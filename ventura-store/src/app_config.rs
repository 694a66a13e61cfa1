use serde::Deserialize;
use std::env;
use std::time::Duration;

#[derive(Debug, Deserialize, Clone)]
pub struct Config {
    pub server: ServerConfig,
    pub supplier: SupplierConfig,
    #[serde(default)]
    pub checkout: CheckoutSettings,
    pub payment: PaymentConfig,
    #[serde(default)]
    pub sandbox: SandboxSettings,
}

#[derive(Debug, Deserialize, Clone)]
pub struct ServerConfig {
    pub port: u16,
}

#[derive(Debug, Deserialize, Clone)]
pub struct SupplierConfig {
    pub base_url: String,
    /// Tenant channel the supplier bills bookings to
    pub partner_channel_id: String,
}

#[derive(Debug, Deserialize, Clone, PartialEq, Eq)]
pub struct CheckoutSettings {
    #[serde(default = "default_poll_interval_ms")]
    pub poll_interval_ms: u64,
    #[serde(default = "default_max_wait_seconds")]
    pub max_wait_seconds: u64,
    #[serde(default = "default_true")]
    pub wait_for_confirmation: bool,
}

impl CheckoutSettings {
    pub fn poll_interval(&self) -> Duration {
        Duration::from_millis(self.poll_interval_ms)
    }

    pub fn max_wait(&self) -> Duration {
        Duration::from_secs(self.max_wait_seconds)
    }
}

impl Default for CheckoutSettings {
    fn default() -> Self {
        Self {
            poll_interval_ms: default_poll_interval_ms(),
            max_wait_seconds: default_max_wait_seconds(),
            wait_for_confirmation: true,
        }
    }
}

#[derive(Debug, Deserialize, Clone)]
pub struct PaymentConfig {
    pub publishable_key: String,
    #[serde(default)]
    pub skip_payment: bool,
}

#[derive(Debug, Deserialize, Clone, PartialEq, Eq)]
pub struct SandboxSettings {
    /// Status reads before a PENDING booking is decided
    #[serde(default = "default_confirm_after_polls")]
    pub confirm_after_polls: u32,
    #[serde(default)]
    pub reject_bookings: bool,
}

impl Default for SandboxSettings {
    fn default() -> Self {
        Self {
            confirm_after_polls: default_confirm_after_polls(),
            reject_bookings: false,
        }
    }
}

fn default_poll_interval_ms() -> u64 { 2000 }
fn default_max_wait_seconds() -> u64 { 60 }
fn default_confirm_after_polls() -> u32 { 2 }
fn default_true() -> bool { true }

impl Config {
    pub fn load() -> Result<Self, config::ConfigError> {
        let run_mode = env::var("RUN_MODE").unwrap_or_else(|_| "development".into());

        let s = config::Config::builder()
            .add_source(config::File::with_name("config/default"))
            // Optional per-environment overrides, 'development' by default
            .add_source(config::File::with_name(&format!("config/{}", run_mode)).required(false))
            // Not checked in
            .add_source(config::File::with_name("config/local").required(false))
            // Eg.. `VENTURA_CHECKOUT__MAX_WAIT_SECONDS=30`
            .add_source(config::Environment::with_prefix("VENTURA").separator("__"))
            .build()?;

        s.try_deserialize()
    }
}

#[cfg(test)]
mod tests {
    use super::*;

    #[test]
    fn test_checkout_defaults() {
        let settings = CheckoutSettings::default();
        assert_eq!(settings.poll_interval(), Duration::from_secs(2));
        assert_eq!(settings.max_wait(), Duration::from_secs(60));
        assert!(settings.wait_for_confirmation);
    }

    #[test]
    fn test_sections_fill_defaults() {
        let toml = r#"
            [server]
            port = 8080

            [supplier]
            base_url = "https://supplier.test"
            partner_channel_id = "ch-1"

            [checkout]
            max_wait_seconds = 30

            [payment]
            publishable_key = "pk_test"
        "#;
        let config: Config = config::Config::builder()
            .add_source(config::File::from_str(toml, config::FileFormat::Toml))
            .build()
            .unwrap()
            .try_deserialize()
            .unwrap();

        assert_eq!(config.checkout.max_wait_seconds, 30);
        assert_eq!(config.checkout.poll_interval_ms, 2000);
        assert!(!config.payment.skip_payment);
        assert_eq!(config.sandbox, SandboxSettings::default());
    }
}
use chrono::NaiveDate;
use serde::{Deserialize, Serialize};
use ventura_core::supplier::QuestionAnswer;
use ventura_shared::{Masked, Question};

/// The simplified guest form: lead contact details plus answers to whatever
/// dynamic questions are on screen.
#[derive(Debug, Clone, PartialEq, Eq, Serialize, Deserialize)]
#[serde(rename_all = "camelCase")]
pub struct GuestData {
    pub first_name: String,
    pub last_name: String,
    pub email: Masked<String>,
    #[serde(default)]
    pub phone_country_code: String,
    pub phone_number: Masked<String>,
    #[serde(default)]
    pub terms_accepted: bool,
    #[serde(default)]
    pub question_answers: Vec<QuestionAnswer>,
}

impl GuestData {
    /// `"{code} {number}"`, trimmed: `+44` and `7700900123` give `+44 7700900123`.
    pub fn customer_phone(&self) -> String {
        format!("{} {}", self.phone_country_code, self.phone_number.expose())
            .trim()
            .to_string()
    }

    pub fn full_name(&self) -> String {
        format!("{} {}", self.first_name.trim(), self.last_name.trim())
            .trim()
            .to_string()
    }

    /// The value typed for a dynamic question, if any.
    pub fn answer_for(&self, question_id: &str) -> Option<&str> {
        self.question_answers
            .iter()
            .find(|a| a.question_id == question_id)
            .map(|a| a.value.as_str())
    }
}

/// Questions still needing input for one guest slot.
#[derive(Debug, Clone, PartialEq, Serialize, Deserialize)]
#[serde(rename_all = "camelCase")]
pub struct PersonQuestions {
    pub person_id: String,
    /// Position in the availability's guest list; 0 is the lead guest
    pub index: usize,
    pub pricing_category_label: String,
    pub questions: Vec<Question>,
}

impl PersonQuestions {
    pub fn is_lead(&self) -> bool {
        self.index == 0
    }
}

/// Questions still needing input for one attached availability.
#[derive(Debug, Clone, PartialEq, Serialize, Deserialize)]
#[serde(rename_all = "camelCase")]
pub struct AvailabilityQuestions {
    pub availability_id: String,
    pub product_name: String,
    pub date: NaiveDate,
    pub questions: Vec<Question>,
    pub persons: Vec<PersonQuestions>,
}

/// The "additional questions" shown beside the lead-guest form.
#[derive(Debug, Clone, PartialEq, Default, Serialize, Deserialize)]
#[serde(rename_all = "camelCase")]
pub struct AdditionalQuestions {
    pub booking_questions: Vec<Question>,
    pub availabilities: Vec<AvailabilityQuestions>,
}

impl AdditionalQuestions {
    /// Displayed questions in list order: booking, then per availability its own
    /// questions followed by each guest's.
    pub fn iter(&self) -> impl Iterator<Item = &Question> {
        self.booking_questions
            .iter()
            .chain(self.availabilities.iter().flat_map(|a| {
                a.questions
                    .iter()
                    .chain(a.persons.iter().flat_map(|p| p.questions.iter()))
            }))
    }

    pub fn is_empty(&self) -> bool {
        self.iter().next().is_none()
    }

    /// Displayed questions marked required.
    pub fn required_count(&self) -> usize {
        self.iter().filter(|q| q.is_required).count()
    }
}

- - - - -

Instructions to follow ->
A copy of each line above that holds the word "usize" is the expected answer.

Completed task ->
    pub index: usize,
    pub fn required_count(&self) -> usize {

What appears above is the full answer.